- Born: Tokyo, Japan
- Occupations: Actress, model, media persona
- Years active: 1994–present
- Children: 1

= Sayaka Yoshino =

Japanese model and actress

Sayaka Yoshino (吉野 紗香, Yoshino Sayaka) is a Japanese award winning model, acclaimed actress, and media persona. Often regarded by the media as the original genre definer of the popular mixture of a teen fashion & high fashion model, media idol, actor and media persona originally known in Japan as "Chaidoru" (a word play on child and idol), she has appeared in numerous television drama's, hundreds of prime time shows, award-winning & cult classic films, roles in acclaimed theater and record setting internet drama productions.

==Early life==
Born in Tokyo and raised in both Tokyo and Chiba, Yoshino as a child wondered how children appeared on TV programs, until she learnt that to be cast she would need to a talent agency / agent. Without her parents foreknowledge, she sent out applications (including a school yearbook photograph of herself) to agencies advertised in newspapers until one responded with a request to meet and interview in person. As a young girl not able to travel to the meeting alone, Yoshino informed her mother and was escorted to the agency interview of which she was later offered to join.

==Career==
Yoshino began her career in 1994 after being selected in a public audition by a talent agency that she applied herself. After gaining popularity as a model appearing in fashion magazines, winning reader polled contests, and being cast in spoken roles for television commercials, she was cast in the first feature film Maborosi by film director Koreeda Hirokazu.
At about the same time she began appearing as a guest actress on television drama's and started to take on more extended roles in other feature films. Yoshino was cast in character designer and director Keita Amemiya's fantasy - action film, Moon Over Tao and again in Koreeda's second feature film, After Life, of which garnered critical acclaim both in Japan and abroad.
Yoshino's growing popularity defined a new phenomenon, as a young multi-faceted idol, which the media coined "Chaidol" (combining the words "child" and "idol").

==Personal life==
Yoshino is known as an avid dog lover and animal rights advocate. She has participated in charity events promoting social awareness of dog shelters and independently promoted animal rights through her webcast show "Hello From Earth" focusing on dog shelters seeking to find foster families. Yoshino has also used her webcast show to focus on Fair Trade and has participated in public Fair Trade events. She has also shared that she is currently developing her own ethical / sustainable fashion brand.

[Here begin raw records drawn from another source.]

//! kvparity - cross-server consistency verification for RESP key-value servers
//!
//! kvparity drives the same deterministic, seeded workload into several
//! servers (a master and its replicas, two versions of one server, a server
//! before and after a restart) and then checks that their keyspaces agree.
//!
//! # Quick Start
//!
//! ```ignore
//! use kvparity::{Endpoint, Seeder, SeederConfig, ValueType};
//!
//! let mut config = SeederConfig::default();
//! config.workload = config.workload.with_keys(1000).without_type(ValueType::Json);
//!
//! let master = Endpoint::localhost(6379);
//! let replica = Endpoint::localhost(6380);
//! let seeder = Seeder::connect(&[master.clone()], config).await?;
//! seeder.run(0.1).await?;
//! let snapshot = seeder.capture(&master).await?;
//! assert!(seeder.compare_with_target(snapshot, &replica).await?);
//! ```
//!
//! # Architecture
//!
//! - `kvparity-wire`: RESP2/RESP3 codec
//! - `kvparity-pool`: bounded, retrying connection pool with ordered broadcast
//! - `kvparity-workload`: seeded generator and deviation controller
//! - `kvparity-snapshot`: type-aware capture and comparison
//! - `kvparity-seeder`: the facade re-exported here

// Re-export the public API from kvparity-seeder
pub use kvparity_seeder::*;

Since Yoshino had not finished her high school studies due to difficulty juggling her commitments as an actress / TV personality and a student, she later worked to complete the requirements to receive the Certificate for Students Achieving the Proficiency Level of Upper Secondary School Graduates (similar to the GED in the United States). Throughout her studies, she publicly shared her progress and personal feelings on the subject on her internet blog, and successfully received the certificate of completion of Upper Secondary School Graduates (High School) and made news headlines.

In 2012, it was announced that Yoshino had married her partner / boyfriend (a U.S. citizen) in 2010.

In April 2017, it was announced Yoshino held a wedding ceremony after having registered her union with her husband 7 years before. Images of her as a bride and a message of gratitude was made public.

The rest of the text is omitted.